La cheminée trop souvent
Trahit l’âtre et dit aux gens
Qu’on y met bonne bourrée
Pour marmite mitonnée
Où se cuit lente, imprégnée
Quelque viande bien saucée.
Vis qu’on t’oublie… Vis qu’on t’oublie.
Vis qu’on t’oublie.
Les morts t’appellent
«Eh! Toi, là-haut, quand viens-tu?»
Malgré qu’ils soient, qu’on croit, muets.
Profond là-bas sous les tertres
Il t’envient d’être encore en vie
Te tirent la nuit vers le bas
Te hèlent par les trous des vers…
«Viens te coucher là tout auprès
Nous sommes bien sous le pré frais.»
Vis qu’on t’oublie… Vis qu’on t’oublie.
[Fernand Tourret è morto nel 1970 – è tutto quanto so di lui. Si tratta, del resto, di un poeta quasi del tutto dimenticato. Questa poesia è tratta dal libro Branle des petits seigneurs du Pays de Thelle, Chateauneuf-sur-Charente, Plein Chant, 1981.
*
Recupero questa traduzione, modificandola in varî punti, dal mio saggio L’intraducibile, apparso in F. Buffoni (a cura di), La traduzione del testo poetico, Milano, Marcos y Marcos, 2004, p. 564-657. a.r.]
Raos, adesso penserai che sono completamente rincitrullito (e forse hai ragione) ma il drago l’ho riconosciuto subito: sono venuto su a Grisu, era uno dei personaggi dell’Île des Enfants, allora era un drago di pelouche.

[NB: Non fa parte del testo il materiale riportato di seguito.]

use std::collections::HashMap;

use axum::body::Bytes;
use axum::extract::ws::Message;
use tokio::sync::{mpsc, RwLock};

use easel_core::protocol::ServerEvent;
use easel_core::types::{ConnectionId, Timestamp};

/// Channel sender half for pushing messages to a WebSocket connection.
pub type WsSender = mpsc::UnboundedSender<Message>;

/// Metadata for a single WebSocket connection.
pub struct WsConnection {
    /// Channel sender for outbound messages to this connection. The
    /// unbounded queue preserves enqueue order, which is what upholds the
    /// per-sender, per-kind delivery ordering contract.
    pub sender: WsSender,
    /// When this connection was established.
    pub connected_at: Timestamp,
}

/// Manages all active WebSocket connections.
///
/// Thread-safe via interior `RwLock`; designed to be wrapped in `Arc` and
/// shared across the application.
pub struct WsManager {
    connections: RwLock<HashMap<ConnectionId, WsConnection>>,
}

impl WsManager {
    /// Create a new, empty connection manager.
    pub fn new() -> Self {
        Self {
            connections: RwLock::new(HashMap::new()),
        }
    }

    /// Register a new connection.
    ///
    /// Returns the receiver half of the message channel so the caller can
    /// forward messages to the WebSocket sink.
    pub async fn add(&self, conn_id: ConnectionId) -> mpsc::UnboundedReceiver<Message> {
        let (tx, rx) = mpsc::unbounded_channel();
        let conn = WsConnection {
            sender: tx,
            connected_at: chrono::Utc::now(),
        };
        self.connections.write().await.insert(conn_id, conn);
        rx
    }

    /// Remove a connection by its ID.
    pub async fn remove(&self, conn_id: ConnectionId) {
        self.connections.write().await.remove(&conn_id);
    }

    /// Send one event to one connection.
    ///
    /// Returns `false` when the connection is unknown or its channel is
    /// closed -- addressing a connection that already went away is a silent
    /// no-op for callers, per the stale-reference rules.
    pub async fn send_event(&self, conn_id: ConnectionId, event: &ServerEvent) -> bool {
        let Some(text) = encode(event) else {
            return false;
        };
        let conns = self.connections.read().await;
        match conns.get(&conn_id) {
            Some(conn) => conn.sender.send(Message::Text(text.into())).is_ok(),
            None => false,
        }
    }

    /// Send one event to a list of connections, serializing it once.
    ///
    /// Connections whose send channels are closed are silently skipped
    /// (they will be cleaned up on their next receive loop iteration).
    pub async fn send_event_to_many(&self, conn_ids: &[ConnectionId], event: &ServerEvent) {
        let Some(text) = encode(event) else {
            return;
        };
        let conns = self.connections.read().await;
        for conn_id in conn_ids {
            if let Some(conn) = conns.get(conn_id) {
                let _ = conn.sender.send(Message::Text(text.clone().into()));
            }
        }
    }

    /// Return the current number of active connections.
    pub async fn connection_count(&self) -> usize {
        self.connections.read().await.len()
    }

    /// Send a Close frame to every connection, then clear the map.
    ///
    /// Used during graceful shutdown to notify all clients before the
    /// server stops accepting new connections.
    pub async fn shutdown_all(&self) {
        let mut conns = self.connections.write().await;
        let count = conns.len();
        for conn in conns.values() {
            let _ = conn.sender.send(Message::Close(None));
        }
        conns.clear();
        tracing::info!(count, "Closed all WebSocket connections");
    }

    /// Send a Ping frame to every connected client.
    ///
    /// Used by the heartbeat task to keep connections alive and detect
    /// stale ones.
    pub async fn ping_all(&self) {
        let conns = self.connections.read().await;
        for conn in conns.values() {
            let _ = conn.sender.send(Message::Ping(Bytes::new()));
        }
    }
}

fn encode(event: &ServerEvent) -> Option<String> {
    match serde_json::to_string(event) {
        Ok(text) => Some(text),
        Err(e) => {
            tracing::error!(error = %e, "Failed to serialize outbound event");
            None
        }
    }
}

impl Default for WsManager {
    fn default() -> Self {
        Self::new()
    }
}

#[cfg(test)]
mod tests {
    use super::*;

    fn text_of(msg: Message) -> String {
        match msg {
            Message::Text(text) => text.to_string(),
            other => panic!("expected text frame, got {other:?}"),
        }
    }

    #[tokio::test]
    async fn test_send_event_reaches_registered_connection() {
        let manager = WsManager::new();
        let conn = ConnectionId::new_v4();
        let mut rx = manager.add(conn).await;

        let delivered = manager
            .send_event(conn, &ServerEvent::UserLeft { connection_id: conn })
            .await;
        assert!(delivered);

        let frame: serde_json::Value =
            serde_json::from_str(&text_of(rx.try_recv().unwrap())).unwrap();
        assert_eq!(frame["event"], "user-left");
    }

    #[tokio::test]
    async fn test_send_to_unknown_connection_is_a_noop() {
        let manager = WsManager::new();
        let delivered = manager
            .send_event(
                ConnectionId::new_v4(),
                &ServerEvent::UserLeft {
                    connection_id: ConnectionId::new_v4(),
                },
            )
            .await;
        assert!(!delivered);
    }

    #[tokio::test]
    async fn test_consecutive_sends_preserve_order() {
        let manager = WsManager::new();
        let conn = ConnectionId::new_v4();
        let mut rx = manager.add(conn).await;

        for text in ["first", "second", "third"] {
            manager
                .send_event(
                    conn,
                    &ServerEvent::ChatMessage {
                        user: "ada".into(),
                        text: text.into(),
                        timestamp: 0,
                    },
                )
                .await;
        }

        for expected in ["first", "second", "third"] {
            let frame: serde_json::Value =
                serde_json::from_str(&text_of(rx.try_recv().unwrap())).unwrap();
            assert_eq!(frame["data"]["text"], expected);
        }
    }

    #[tokio::test]
    async fn test_removed_connection_is_unreachable() {
        let manager = WsManager::new();
        let conn = ConnectionId::new_v4();
        let _rx = manager.add(conn).await;
        manager.remove(conn).await;

        assert_eq!(manager.connection_count().await, 0);
        assert!(
            !manager
                .send_event(conn, &ServerEvent::UserLeft { connection_id: conn })
                .await
        );
    }
}
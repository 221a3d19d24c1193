//! Repository layer.
//!
//! Each repository is a zero-sized struct providing async methods that
//! accept `&PgPool` as the first argument.

pub mod canvas_session_repo;
pub mod user_repo;
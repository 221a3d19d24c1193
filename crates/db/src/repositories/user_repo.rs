//! Read-only repository for the `users` table.

use sqlx::PgPool;

use easel_core::types::DbId;

use crate::models::user::User;

const COLUMNS: &str = "id, name, email, created_at";

/// Lookups against the externally-managed users table.
pub struct UserRepo;

impl UserRepo {
    /// Find a user by internal ID (the JWT `sub` claim).
    pub async fn find_by_id(pool: &PgPool, id: DbId) -> Result<Option<User>, sqlx::Error> {
        let query = format!("SELECT {COLUMNS} FROM users WHERE id = $1");
        sqlx::query_as::<_, User>(&query)
            .bind(id)
            .fetch_optional(pool)
            .await
    }
}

“une emission pour enfants qui presentait un petit dragon vert qui crachait toujours du feu et qui voulait devenir pompier. Il habitait avec son papa dragon avec une touffe de cheveux rouges. Il y avait aussi des humains qui le suivaient dans ses aventures.”

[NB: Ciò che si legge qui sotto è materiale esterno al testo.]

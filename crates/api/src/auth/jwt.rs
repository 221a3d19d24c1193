//! JWT access-token validation.
//!
//! Access tokens are HS256-signed JWTs containing a [`Claims`] payload.
//! Generation lives here too so tests (and any co-deployed issuer sharing
//! the secret) produce tokens this server accepts.

use jsonwebtoken::{decode, encode, DecodingKey, EncodingKey, Header, Validation};
use serde::{Deserialize, Serialize};

use easel_core::types::DbId;

/// JWT claims embedded in every access token.
#[derive(Debug, Serialize, Deserialize, Clone)]
pub struct Claims {
    /// Subject -- the user's internal database id.
    pub sub: DbId,
    /// Expiration time (UTC Unix timestamp).
    pub exp: i64,
    /// Issued-at time (UTC Unix timestamp).
    pub iat: i64,
}

/// Configuration for JWT validation and generation.
#[derive(Debug, Clone)]
pub struct JwtConfig {
    /// HMAC-SHA256 secret used to sign and verify tokens.
    pub secret: String,
    /// Access token lifetime in minutes (default: 60).
    pub access_token_expiry_mins: i64,
}

/// Default access token expiry in minutes.
const DEFAULT_ACCESS_EXPIRY_MINS: i64 = 60;

impl JwtConfig {
    /// Load JWT configuration from environment variables.
    ///
    /// | Env Var                  | Required | Default |
    /// |--------------------------|----------|---------|
    /// | `JWT_SECRET`             | **yes**  | --      |
    /// | `JWT_ACCESS_EXPIRY_MINS` | no       | `60`    |
    ///
    /// # Panics
    ///
    /// Panics if `JWT_SECRET` is not set or is empty.
    pub fn from_env() -> Self {
        let secret =
            std::env::var("JWT_SECRET").expect("JWT_SECRET must be set in the environment");
        assert!(!secret.is_empty(), "JWT_SECRET must not be empty");

        let access_token_expiry_mins: i64 = std::env::var("JWT_ACCESS_EXPIRY_MINS")
            .unwrap_or_else(|_| DEFAULT_ACCESS_EXPIRY_MINS.to_string())
            .parse()
            .expect("JWT_ACCESS_EXPIRY_MINS must be a valid i64");

        Self {
            secret,
            access_token_expiry_mins,
        }
    }
}

/// Generate an HS256 access token for the given user.
pub fn generate_access_token(
    user_id: DbId,
    config: &JwtConfig,
) -> Result<String, jsonwebtoken::errors::Error> {
    let now = chrono::Utc::now().timestamp();
    let exp = now + config.access_token_expiry_mins * 60;

    let claims = Claims {
        sub: user_id,
        exp,
        iat: now,
    };

    encode(
        &Header::default(), // HS256
        &claims,
        &EncodingKey::from_secret(config.secret.as_bytes()),
    )
}

/// Validate and decode an access token, returning the embedded [`Claims`].
///
/// Validates the signature and expiration automatically.
pub fn validate_token(
    token: &str,
    config: &JwtConfig,
) -> Result<Claims, jsonwebtoken::errors::Error> {
    let token_data = decode::<Claims>(
        token,
        &DecodingKey::from_secret(config.secret.as_bytes()),
        &Validation::default(), // HS256, validates exp
    )?;
    Ok(token_data.claims)
}

#[cfg(test)]
mod tests {
    use super::*;

    /// Helper to build a test config with a known secret.
    fn test_config() -> JwtConfig {
        JwtConfig {
            secret: "test-secret-that-is-long-enough-for-hmac".to_string(),
            access_token_expiry_mins: 60,
        }
    }

    #[test]
    fn test_generate_and_validate_access_token() {
        let config = test_config();
        let token = generate_access_token(42, &config).expect("token generation should succeed");

        let claims = validate_token(&token, &config).expect("token validation should succeed");
        assert_eq!(claims.sub, 42);
        assert!(claims.exp > claims.iat);
    }

    #[test]
    fn test_expired_token_fails() {
        let config = test_config();

        // Manually create an already-expired token, with a margin well
        // beyond the default 60-second leeway.
        let now = chrono::Utc::now().timestamp();
        let claims = Claims {
            sub: 1,
            exp: now - 300,
            iat: now - 600,
        };

        let token = encode(
            &Header::default(),
            &claims,
            &EncodingKey::from_secret(config.secret.as_bytes()),
        )
        .expect("encoding should succeed");

        let result = validate_token(&token, &config);
        assert!(result.is_err(), "expired token must fail validation");
    }

    #[test]
    fn test_different_secrets_fail() {
        let config_a = JwtConfig {
            secret: "secret-alpha".to_string(),
            access_token_expiry_mins: 60,
        };
        let config_b = JwtConfig {
            secret: "secret-bravo".to_string(),
            access_token_expiry_mins: 60,
        };

        let token =
            generate_access_token(1, &config_a).expect("token generation should succeed");

        let result = validate_token(&token, &config_b);
        assert!(
            result.is_err(),
            "token signed with a different secret must fail"
        );
    }
}
use axum::extract::State;
use axum::{routing::get, Json, Router};
use serde::Serialize;

use crate::state::AppState;

/// Health check response payload.
#[derive(Serialize)]
pub struct HealthResponse {
    /// Overall service status.
    pub status: &'static str,
    /// Crate version from Cargo.toml.
    pub version: &'static str,
    /// Whether the database is reachable.
    pub db_healthy: bool,
    /// Live WebSocket connections in this process.
    pub connections: usize,
}

/// GET /health -- returns service and database health.
async fn health_check(State(state): State<AppState>) -> Json<HealthResponse> {
    let db_healthy = easel_db::health_check(&state.pool).await.is_ok();

    let status = if db_healthy { "ok" } else { "degraded" };

    Json(HealthResponse {
        status,
        version: env!("CARGO_PKG_VERSION"),
        db_healthy,
        connections: state.ws.connection_count().await,
    })
}

/// Mount health check routes at the root level.
pub fn router() -> Router<AppState> {
    Router::new().route("/health", get(health_check))
}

Ehm, sono ricordi di oltre vent’anni fa (erano i tempi della “linea”), ma mi pare che un altro personaggio dell’isola fosse “Bobo cane inglese lungo come un mese” (era un bassotto). E la sigla tradotta in italiano faceva su per giù:
“Ecco venuto il tempo
di ridere e cantare
nell’isola dei bambini
è sempre primavera
è il paese gioioso
dei bambini felici
[…]”
Vabe’ poi non la ricordo più.
Fine del commento rincitrullito che sorvola sulla bella poesia causa entusiasmo per un ricordo. personale.

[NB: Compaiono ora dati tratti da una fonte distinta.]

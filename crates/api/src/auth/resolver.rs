//! Identity resolution: bearer credential → user identity or anonymous.

use axum::http::HeaderMap;

use easel_core::identity::Identity;
use easel_db::repositories::user_repo::UserRepo;
use easel_db::DbPool;

use crate::auth::jwt::{validate_token, JwtConfig};

/// Extract a bearer token from the `Authorization` header.
///
/// Browser WebSocket clients cannot set headers, so callers fall back to a
/// `token` query parameter on the upgrade URL.
pub fn bearer_token(headers: &HeaderMap) -> Option<String> {
    headers
        .get("authorization")
        .and_then(|v| v.to_str().ok())
        .and_then(|v| v.strip_prefix("Bearer "))
        .map(|v| v.to_string())
}

/// Resolve a credential into an [`Identity`].
///
/// Never blocks event delivery and never rejects: a missing, malformed, or
/// expired token, an unknown subject, or a failed user lookup all downgrade
/// to [`Identity::Anonymous`]. The downgrade is logged so expired-token
/// churn stays visible to operators.
pub async fn resolve_identity(
    pool: &DbPool,
    config: &JwtConfig,
    token: Option<&str>,
) -> Identity {
    let Some(token) = token else {
        return Identity::Anonymous;
    };

    let claims = match validate_token(token, config) {
        Ok(claims) => claims,
        Err(e) => {
            tracing::debug!(error = %e, "Credential rejected, continuing as anonymous");
            return Identity::Anonymous;
        }
    };

    match UserRepo::find_by_id(pool, claims.sub).await {
        Ok(Some(user)) => Identity::User {
            id: user.id,
            name: user.name,
        },
        Ok(None) => {
            tracing::debug!(
                user_id = claims.sub,
                "Token subject not found, continuing as anonymous"
            );
            Identity::Anonymous
        }
        Err(e) => {
            tracing::warn!(error = %e, "User lookup failed, continuing as anonymous");
            Identity::Anonymous
        }
    }
}

#[cfg(test)]
mod tests {
    use super::*;
    use assert_matches::assert_matches;
    use axum::http::HeaderValue;

    fn test_config() -> JwtConfig {
        JwtConfig {
            secret: "resolver-test-secret".to_string(),
            access_token_expiry_mins: 60,
        }
    }

    /// A pool that is never connected; resolution paths that would hit the
    /// database report a lookup failure, which must downgrade, not error.
    fn lazy_pool() -> DbPool {
        sqlx::postgres::PgPoolOptions::new()
            .acquire_timeout(std::time::Duration::from_millis(50))
            .connect_lazy("postgres://localhost:1/unreachable")
            .expect("lazy pool construction is infallible")
    }

    #[test]
    fn test_bearer_token_extraction() {
        let mut headers = HeaderMap::new();
        assert_eq!(bearer_token(&headers), None);

        headers.insert("authorization", HeaderValue::from_static("Bearer abc.def"));
        assert_eq!(bearer_token(&headers), Some("abc.def".to_string()));

        headers.insert("authorization", HeaderValue::from_static("Basic abc"));
        assert_eq!(bearer_token(&headers), None, "non-bearer schemes are ignored");
    }

    #[tokio::test]
    async fn test_missing_token_is_anonymous() {
        let identity = resolve_identity(&lazy_pool(), &test_config(), None).await;
        assert_matches!(identity, Identity::Anonymous);
    }

    #[tokio::test]
    async fn test_garbage_token_is_anonymous() {
        let identity =
            resolve_identity(&lazy_pool(), &test_config(), Some("not-a-jwt")).await;
        assert_matches!(identity, Identity::Anonymous);
    }

    #[tokio::test]
    async fn test_lookup_failure_downgrades_instead_of_rejecting() {
        // Valid token, unreachable user store: the connection still proceeds.
        let config = test_config();
        let token = crate::auth::jwt::generate_access_token(9, &config).unwrap();
        let identity = resolve_identity(&lazy_pool(), &config, Some(&token)).await;
        assert_matches!(identity, Identity::Anonymous);
    }
}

Gli inviti alla modestia, alla moderazione e all’aurea mediocrità sono ricorrenti in poesia.
Qui abbiamo una variante piuttosto meschina ed avara (oltre che lugubre…).
In effetti una “marginalità” decorosa non esclude necessariamente generosità ed apertura, pur restando – questo è un suo tratto irrinunciabile – con i piedi saldamente per terra.
(Povero Tourret, dimenticato come auspicava)
caro barbieri, in tal caso siamo rincitrulliti in due… ma mi sembrava che negli ultimi giorni, su NI, ci fosse proprio bisogno del draghetto pompiere.
*
cara emma, era proprio questo tono “meschino” che mi aveva interessato, questa contrazione interiore. non lo dico per difenderlo, tourret si prende la responsabilità di cio’ che scrive, come tutti. ma la sintesi (sintassi, senso, suono) di “vis qu’on t’oublie” mi sembra notevole; è un verso che, per me, vale tutto il resto della poesia.